Prejudgment interest, sanctions and attorney fees, punitive damages

{¶ 43} In light of this court’s decision on Housel’s first and second assignments of error, the Muehrckes are not entitled to prejudgment interest, sanctions, attorney fees, or punitive damages as requested. Accordingly, cross-assignments of error I, II, and III are overruled.

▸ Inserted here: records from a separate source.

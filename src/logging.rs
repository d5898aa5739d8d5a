// Macros file - tracing macros are imported within the macro definitions

/// Standardized logging macros with consistent field names across the
/// import, sampling and session paths.

// ============================================================================
// Import Pipeline Logging Macros
// ============================================================================

/// Log the lifecycle of one import run.
#[macro_export]
macro_rules! log_import {
    (start, total_rows = $total:expr) => {
        tracing::info!(
            component = "import",
            total_rows = $total,
            "Import run started"
        );
    };
    (progress, row = $row:expr, imported = $imported:expr, duplicates = $dups:expr) => {
        tracing::debug!(
            component = "import",
            row = $row,
            imported = $imported,
            duplicates = $dups,
            "Import progress"
        );
    };
    (row_skipped, row = $row:expr, reason = $reason:expr) => {
        tracing::debug!(
            component = "import",
            row = $row,
            reason = $reason,
            "Row skipped"
        );
    };
    (batch_committed, ops = $ops:expr) => {
        tracing::debug!(
            component = "import",
            ops = $ops,
            "Write batch committed"
        );
    };
    (done, imported = $imported:expr, duplicates = $dups:expr, empty = $empty:expr, bad_data = $bad:expr) => {
        tracing::info!(
            component = "import",
            imported = $imported,
            duplicates = $dups,
            empty = $empty,
            bad_data = $bad,
            "Import run completed"
        );
    };
    (error, row = $row:expr, error = $error:expr) => {
        tracing::error!(
            component = "import",
            row = $row,
            error = %$error,
            "Import run aborted"
        );
    };
}

// ============================================================================
// Sampling Logging Macros
// ============================================================================

#[macro_export]
macro_rules! log_sampling {
    (draw, theme = $theme:expr, requested = $requested:expr, returned = $returned:expr) => {
        tracing::debug!(
            component = "sampling",
            theme = %$theme,
            requested = $requested,
            returned = $returned,
            "Theme sample drawn"
        );
    };
    (wraparound, theme = $theme:expr, shortfall = $shortfall:expr) => {
        tracing::debug!(
            component = "sampling",
            theme = %$theme,
            shortfall = $shortfall,
            "Random point landed near partition end, wrapping around"
        );
    };
    (level_filter_abandoned, theme = $theme:expr, level = $level:expr, remaining = $remaining:expr) => {
        tracing::warn!(
            component = "sampling",
            theme = %$theme,
            level = %$level,
            remaining = $remaining,
            "Level filter left too few questions, using unfiltered sample"
        );
    };
    (exam, total = $total:expr, per_theme = $per_theme:expr) => {
        tracing::info!(
            component = "sampling",
            total = $total,
            per_theme = $per_theme,
            "Composing balanced exam"
        );
    };
}

// ============================================================================
// Session Logging Macros
// ============================================================================

#[macro_export]
macro_rules! log_session {
    ($event:expr, mode = $mode:expr, question_count = $count:expr) => {
        tracing::info!(
            component = "session",
            event = $event,
            mode = ?$mode,
            question_count = $count,
            "Session event"
        );
    };
    ($event:expr, mode = $mode:expr, score = $score:expr, total = $total:expr) => {
        tracing::info!(
            component = "session",
            event = $event,
            mode = ?$mode,
            score = $score,
            total = $total,
            "Session event"
        );
    };
    ($event:expr) => {
        tracing::debug!(component = "session", event = $event, "Session event");
    };
}

// ============================================================================
// Database Operation Logging Macros
// ============================================================================

#[macro_export]
macro_rules! log_db_operation {
    (debug, $operation:expr, count = $count:expr) => {
        tracing::debug!(
            component = "database",
            operation = $operation,
            result_count = $count,
            "Database operation completed"
        );
    };
    (info, $operation:expr, $msg:expr) => {
        tracing::info!(
            component = "database",
            operation = $operation,
            "Database operation: {}", $msg
        );
    };
    (error, $operation:expr, error = $error:expr) => {
        tracing::error!(
            component = "database",
            operation = $operation,
            error = %$error,
            "Database operation failed"
        );
    };
}

// ============================================================================
// System Event Logging Macros
// ============================================================================

#[macro_export]
macro_rules! log_system_event {
    (startup, component = $component:expr, $msg:expr) => {
        tracing::info!(
            event_type = "startup",
            component = $component,
            "System event: {}",
            $msg
        );
    };
    (config, $msg:expr) => {
        tracing::info!(event_type = "configuration", "System event: {}", $msg);
    };
}

// ============================================================================
// Validation Logging Macros
// ============================================================================

#[macro_export]
macro_rules! log_validation {
    (success, $component:expr, $msg:expr) => {
        tracing::debug!(
            event_type = "validation",
            component = $component,
            result = "success",
            "Validation completed: {}", $msg
        );
    };
    (failure, $component:expr, error = $error:expr) => {
        tracing::warn!(
            event_type = "validation",
            component = $component,
            result = "failure",
            error = %$error,
            "Validation failed"
        );
    };
}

Negligent infliction of emotional distress

{¶ 44} In Ohio, recovery for negligent infliction of emotional distress is limited to such instances as where one was a bystander to an accident or was in fear of physical consequences to his or her own person. Bunger v. Lawson (1998), 82 Ohio St.3d 463, 466, 696 N.E.2d 1029; Heiner v. Moretuzzo (1995), 73 Ohio St.3d 80, 85-86, 652 N.E.2d 664; High v. Howard (1992), 64 Ohio St.3d 82, 85-86, 592 N.E.2d 818 (overruled on other grounds). A claim for negligent infliction of emotional distress is recognized “only where there is cognizance of a real danger, not mere fear of non-existent peril.” Criswell v. Brentwood Hosp. (1989), 49 Ohio App.3d 163, 165, 551 N.E.2d 1315.

{¶ 45} Here, Robert and Laura Muehrcke testified that they have suffered depression, emotional stress, anxiety, and discomfort as a result of Housel’s actions and the pending litigation. The Muehrckes clearly fail to demonstrate that they were subject to actual physical peril and suffered severe and debilitating emotional injuries as a result. Accordingly, the trial court did not err in directing a verdict in favor of Housel on this issue.

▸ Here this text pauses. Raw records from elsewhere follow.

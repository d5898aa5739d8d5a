use std::collections::{HashMap, HashSet};
use uuid::Uuid;

use crate::database::Database;
use crate::errors::{classify_store_error, CorpusError};
use crate::models::{Attempt, QuestionRecord};
use crate::sampling::SamplingEngine;

/// Computes a user's review pool: the questions whose latest recorded
/// answer was incorrect. A question missed once but answered correctly
/// later drops out - review reflects current weakness, not historical
/// error count.
#[derive(Clone)]
pub struct ReviewSelector {
    db: Database,
    engine: SamplingEngine,
}

impl ReviewSelector {
    pub fn new(db: Database) -> Self {
        let engine = SamplingEngine::new(db.clone());
        Self { db, engine }
    }

    /// Replays the user's attempt history chronologically and returns every
    /// question id whose final recorded answer is incorrect.
    pub async fn incorrect_question_ids(
        &self,
        user_id: &str,
    ) -> Result<HashSet<Uuid>, CorpusError> {
        let mut attempts = self
            .db
            .attempts_for_user(user_id)
            .await
            .map_err(|e| classify_store_error(&e))?;
        attempts.sort_by_key(|a| a.created_at);
        Ok(latest_incorrect(&attempts))
    }

    /// Resolves the review pool into question records, dropping anything
    /// since deactivated or purged.
    pub async fn review_questions(
        &self,
        user_id: &str,
    ) -> Result<Vec<QuestionRecord>, CorpusError> {
        let ids: Vec<Uuid> = self.incorrect_question_ids(user_id).await?.into_iter().collect();
        self.engine.fetch_by_ids(&ids).await
    }
}

/// Latest-answer-wins fold over time-ordered attempts. Kept as an explicit
/// replay: a running miss counter would lose the "latest, not count"
/// semantics.
pub fn latest_incorrect(attempts: &[Attempt]) -> HashSet<Uuid> {
    let mut latest: HashMap<Uuid, bool> = HashMap::new();
    for attempt in attempts {
        for answer in &attempt.answers {
            latest.insert(answer.question_id, answer.correct);
        }
    }
    latest
        .into_iter()
        .filter_map(|(id, correct)| (!correct).then_some(id))
        .collect()
}
use axum::{
    extract::{Path, Query, State},
    http::StatusCode,
    response::Json,
    routing::{delete, get, post},
    Router,
};
use rand::rngs::StdRng;
use rand::SeedableRng;
use serde::{Deserialize, Serialize};
use serde_json::{json, Value};
use tracing::info;
use uuid::Uuid;

use crate::ai_source::AiQuestionSource;
use crate::config::SessionConfig;
use crate::database::{Database, QuestionFilter, WriteOp, MAX_OPS_PER_BATCH};
use crate::dedup::{find_duplicate_groups, SeenKeys};
use crate::errors::{classify_store_error, CorpusError, ErrorContext};
use crate::import::ImportService;
use crate::models::{
    AiGenerateRequest, Attempt, CreateAttemptRequest, DedupReport, ExamParams, ImportBatchResult,
    ImportRowsRequest, QuestionRecord, SampleParams,
};
use crate::review::ReviewSelector;
use crate::sampling::{ExamComposer, SamplingEngine};

/// Uniform response envelope for all API endpoints.
#[derive(Debug, Serialize, Deserialize)]
pub struct ApiResponse<T> {
    pub success: bool,
    pub data: Option<T>,
    pub error: Option<String>,
}

impl<T> ApiResponse<T> {
    pub fn success(data: T) -> Self {
        Self {
            success: true,
            data: Some(data),
            error: None,
        }
    }

    pub fn error(message: String) -> Self {
        Self {
            success: false,
            data: None,
            error: Some(message),
        }
    }
}

type ApiResult<T> = Result<Json<ApiResponse<T>>, (StatusCode, Json<ApiResponse<()>>)>;

#[derive(Clone)]
pub struct AppState {
    pub db: Database,
    pub import: ImportService,
    pub sampler: SamplingEngine,
    pub composer: ExamComposer,
    pub review: ReviewSelector,
    pub ai: AiQuestionSource,
    pub session: SessionConfig,
}

impl AppState {
    pub fn new(db: Database, ai: AiQuestionSource, session: SessionConfig) -> Self {
        let sampler = SamplingEngine::new(db.clone());
        Self {
            import: ImportService::with_batch_limit(db.clone(), session.write_batch_limit),
            composer: ExamComposer::new(sampler.clone()),
            review: ReviewSelector::new(db.clone()),
            sampler,
            ai,
            session,
            db,
        }
    }
}

pub fn create_router(state: AppState) -> Router {
    Router::new()
        .route("/api/health", get(health_check))
        .route("/api/import/csv", post(import_csv))
        .route("/api/import/rows", post(import_rows))
        .route("/api/questions/sample", get(sample_questions))
        .route("/api/questions/:id/toggle-active", post(toggle_question))
        .route("/api/questions/:id", delete(delete_question))
        .route("/api/exam", get(compose_exam))
        .route("/api/review/:user_id", get(review_questions))
        .route("/api/attempts", post(create_attempt))
        .route("/api/attempts/:user_id", get(get_attempts))
        .route("/api/corpus/dedup", post(dedup_corpus))
        .route("/api/ai/generate", post(generate_questions))
        .with_state(state)
}

async fn health_check() -> Json<ApiResponse<Value>> {
    Json(ApiResponse::success(json!({
        "status": "healthy",
        "service": "quiz-corpus"
    })))
}

/// Imports a raw CSV body. Row-level problems become counters in the
/// result; only a failed commit aborts the run.
async fn import_csv(State(state): State<AppState>, body: String) -> ApiResult<ImportBatchResult> {
    match state.import.import_csv(&body).await {
        Ok(result) => Ok(Json(ApiResponse::success(result))),
        Err(e) => Err(e.to_response_with_context(ErrorContext::new("import_csv", "question"))),
    }
}

async fn import_rows(
    State(state): State<AppState>,
    Json(request): Json<ImportRowsRequest>,
) -> ApiResult<ImportBatchResult> {
    match state.import.import_rows(request.rows).await {
        Ok(result) => Ok(Json(ApiResponse::success(result))),
        Err(e) => Err(e.to_response_with_context(ErrorContext::new("import_rows", "question"))),
    }
}

/// Draws a random question set for one theme, optionally biased to a level.
async fn sample_questions(
    State(state): State<AppState>,
    Query(params): Query<SampleParams>,
) -> ApiResult<Vec<QuestionRecord>> {
    let count = params.count.unwrap_or(state.session.default_sample_count);
    let mut rng = StdRng::from_entropy();

    let result = state
        .sampler
        .sample(&params.theme, params.level.as_deref(), count, &mut rng)
        .await
        .and_then(|questions| {
            if questions.is_empty() {
                Err(CorpusError::EmptyResult(format!(
                    "no active questions for theme '{}'",
                    params.theme
                )))
            } else {
                Ok(questions)
            }
        });

    match result {
        Ok(questions) => Ok(Json(ApiResponse::success(questions))),
        Err(e) => Err(e.to_response_with_context(
            ErrorContext::new("sample_questions", "question").with_id(&params.theme),
        )),
    }
}

/// Composes a theme-balanced exam set.
async fn compose_exam(
    State(state): State<AppState>,
    Query(params): Query<ExamParams>,
) -> ApiResult<Vec<QuestionRecord>> {
    let total = params.count.unwrap_or(state.session.exam_question_count);
    let mut rng = StdRng::from_entropy();

    let result = state
        .composer
        .compose_exam(total, &mut rng)
        .await
        .and_then(|questions| {
            if questions.is_empty() {
                Err(CorpusError::EmptyResult(
                    "the corpus has no active questions".to_string(),
                ))
            } else {
                Ok(questions)
            }
        });

    match result {
        Ok(questions) => Ok(Json(ApiResponse::success(questions))),
        Err(e) => Err(e.to_response_with_context(ErrorContext::new("compose_exam", "exam"))),
    }
}

async fn review_questions(
    State(state): State<AppState>,
    Path(user_id): Path<String>,
) -> ApiResult<Vec<QuestionRecord>> {
    match state.review.review_questions(&user_id).await {
        Ok(questions) => Ok(Json(ApiResponse::success(questions))),
        Err(e) => Err(e.to_response_with_context(
            ErrorContext::new("review_questions", "attempt").with_id(&user_id),
        )),
    }
}

/// Records a finished attempt. The caller-computed score is re-checked
/// against the answer list before anything is written.
async fn create_attempt(
    State(state): State<AppState>,
    Json(request): Json<CreateAttemptRequest>,
) -> ApiResult<Attempt> {
    let attempt = Attempt {
        id: Uuid::new_v4(),
        user_id: request.user_id,
        exam_type: request.exam_type,
        theme: request.theme,
        score: request.score,
        total_questions: request.total_questions,
        time_spent: request.time_spent,
        answers: request.answers,
        created_at: chrono::Utc::now(),
    };

    if let Err(reason) = attempt.check_invariants() {
        return Err(CorpusError::Validation(reason).to_response_with_context(
            ErrorContext::new("create_attempt", "attempt").with_id(&attempt.user_id),
        ));
    }

    match state.db.insert_attempt(&attempt).await {
        Ok(()) => Ok(Json(ApiResponse::success(attempt))),
        Err(e) => Err(classify_store_error(&e).to_response_with_context(
            ErrorContext::new("create_attempt", "attempt").with_id(&attempt.user_id),
        )),
    }
}

async fn get_attempts(
    State(state): State<AppState>,
    Path(user_id): Path<String>,
) -> ApiResult<Vec<Attempt>> {
    match state.db.attempts_for_user(&user_id).await {
        Ok(attempts) => Ok(Json(ApiResponse::success(attempts))),
        Err(e) => Err(classify_store_error(&e).to_response_with_context(
            ErrorContext::new("get_attempts", "attempt").with_id(&user_id),
        )),
    }
}

/// Bulk corpus clean: groups records by normalized question text and
/// deletes every record but the first-seen keeper of each group.
async fn dedup_corpus(State(state): State<AppState>) -> ApiResult<DedupReport> {
    match run_dedup(&state).await {
        Ok(report) => Ok(Json(ApiResponse::success(report))),
        Err(e) => Err(e.to_response_with_context(ErrorContext::new("dedup_corpus", "question"))),
    }
}

async fn run_dedup(state: &AppState) -> Result<DedupReport, CorpusError> {
    let all = state
        .db
        .query_questions(&QuestionFilter::default())
        .await
        .map_err(|e| classify_store_error(&e))?;

    let groups = find_duplicate_groups(&all);
    let mut deletes: Vec<WriteOp> = Vec::new();
    let mut kept = Vec::with_capacity(groups.len());
    for group in &groups {
        kept.push(group.keeper().id);
        deletes.extend(group.redundant().iter().map(|q| WriteOp::Delete(q.id)));
    }
    let removed = deletes.len();

    // One group can exceed the write ceiling on a badly polluted corpus;
    // deletes are independent, so chunking keeps each batch atomic enough.
    for chunk in deletes.chunks(MAX_OPS_PER_BATCH) {
        state
            .db
            .batch_write(chunk.to_vec())
            .await
            .map_err(|e| classify_store_error(&e))?;
    }

    info!(
        groups = groups.len(),
        removed = removed,
        "Corpus deduplication finished"
    );
    Ok(DedupReport {
        groups: groups.len(),
        removed,
        kept,
    })
}

/// Flips a question's active flag. Deactivated questions stay stored but
/// drop out of sampling, exams and review.
async fn toggle_question(
    State(state): State<AppState>,
    Path(id): Path<Uuid>,
) -> ApiResult<Value> {
    let context = || ErrorContext::new("toggle_question", "question").with_id(&id.to_string());

    let question = match state.db.get_question(id).await {
        Ok(Some(q)) => q,
        Ok(None) => {
            return Err(CorpusError::NotFound(id.to_string()).to_response_with_context(context()))
        }
        Err(e) => return Err(classify_store_error(&e).to_response_with_context(context())),
    };

    let next = !question.is_active;
    match state.db.set_question_active(id, next).await {
        Ok(_) => Ok(Json(ApiResponse::success(json!({
            "id": id,
            "is_active": next
        })))),
        Err(e) => Err(classify_store_error(&e).to_response_with_context(context())),
    }
}

async fn delete_question(State(state): State<AppState>, Path(id): Path<Uuid>) -> ApiResult<Value> {
    let context = || ErrorContext::new("delete_question", "question").with_id(&id.to_string());

    match state.db.get_question(id).await {
        Ok(Some(_)) => {}
        Ok(None) => {
            return Err(CorpusError::NotFound(id.to_string()).to_response_with_context(context()))
        }
        Err(e) => return Err(classify_store_error(&e).to_response_with_context(context())),
    }

    match state.db.batch_write(vec![WriteOp::Delete(id)]).await {
        Ok(()) => Ok(Json(ApiResponse::success(json!({ "deleted": id })))),
        Err(e) => Err(classify_store_error(&e).to_response_with_context(context())),
    }
}

/// Requests AI-generated questions for a theme and folds the valid,
/// non-duplicate ones into the corpus.
async fn generate_questions(
    State(state): State<AppState>,
    Json(request): Json<AiGenerateRequest>,
) -> ApiResult<Vec<QuestionRecord>> {
    let context = || ErrorContext::new("generate_questions", "question").with_id(&request.theme);
    let level = request.level.as_deref().unwrap_or("moyen");
    let count = request.count.unwrap_or(state.session.default_sample_count);

    let generated = match state.ai.generate(&request.theme, level, count).await {
        Ok(records) => records,
        Err(e) => return Err(e.to_response_with_context(context())),
    };

    // Generated text goes through the same duplicate gate as imports so a
    // repetitive model cannot pollute the theme partition.
    match persist_generated(state.clone(), generated).await {
        Ok(fresh) => Ok(Json(ApiResponse::success(fresh))),
        Err(e) => Err(e.to_response_with_context(context())),
    }
}

async fn persist_generated(
    state: AppState,
    generated: Vec<QuestionRecord>,
) -> Result<Vec<QuestionRecord>, CorpusError> {
    let existing = state
        .db
        .query_questions(&QuestionFilter::default())
        .await
        .map_err(|e| classify_store_error(&e))?;
    let mut seen = SeenKeys::from_questions(existing.iter().map(|q| q.question.as_str()));

    let mut fresh = Vec::with_capacity(generated.len());
    for record in generated {
        if seen.contains(&record.question) {
            continue;
        }
        seen.insert(&record.question);
        fresh.push(record);
    }

    if !fresh.is_empty() {
        let ops: Vec<WriteOp> = fresh
            .iter()
            .map(|q| WriteOp::Set(Box::new(q.clone())))
            .collect();
        for chunk in ops.chunks(MAX_OPS_PER_BATCH) {
            state
                .db
                .batch_write(chunk.to_vec())
                .await
                .map_err(|e| classify_store_error(&e))?;
        }
    }

    info!(
        stored = fresh.len(),
        "Stored AI-generated questions after duplicate gate"
    );
    Ok(fresh)
}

{¶ 46} Cross-assignment of error III is overruled.

Judgment affirmed in part and reversed in part.

Kilbane and Boyle, JJ., concur. 
      
      . These forms were filed with the probate court on or about October 23, 2001.
     
      
      . After expenses and legal fees, the net amount allocated to Susan was $145,766.63.
     
      
      . The original suit for malpractice was filed in October 2002 but was voluntarily dismissed by Robert.
     
      
      . Our review of the record does not show that the trial court ruled on tire motions for sanctions and attorney fees. However, if the trial court fails to mention or rule on a pending motion, the appellate court presumes that the motion was implicitly overruled. See Maust v. Palmer (1994), 94 Ohio App.3d 764, 769, 641 N.E.2d 818. Since the trial court failed to rule on either motion, both motions are therefore deemed denied.
     
      
      . The amounts that the Muehrckes wanted to settle Susan’s claim for.
     
      
      . When a client reads and understands documents given to him by an attorney, his signature on those documents relieves the attorney of any liability due to injury resulting from those documents. Schneider, Smeltz, Ranney & LaFond, P.L.L. v. Kedia, 154 Ohio App.3d 117, 2003-Ohio-4567, 796 N.E.2d 553. Here, there is absolutely no evidence in the record to suggest that Robert did not understand the meaning of the release he signed. Indeed, it is undisputed that Robert is a well-educated man and should have easily understood that Susan's claims were subject to probate court approval.
     
      
      . There is absolutely no evidence in the record that Indiana Insurance would have paid more than $2,000,000. In fact, Ronald Ripso, trial counsel for Indiana Insurance, testified that $2,000,000 was top dollar and that no further money was or would have been authorized.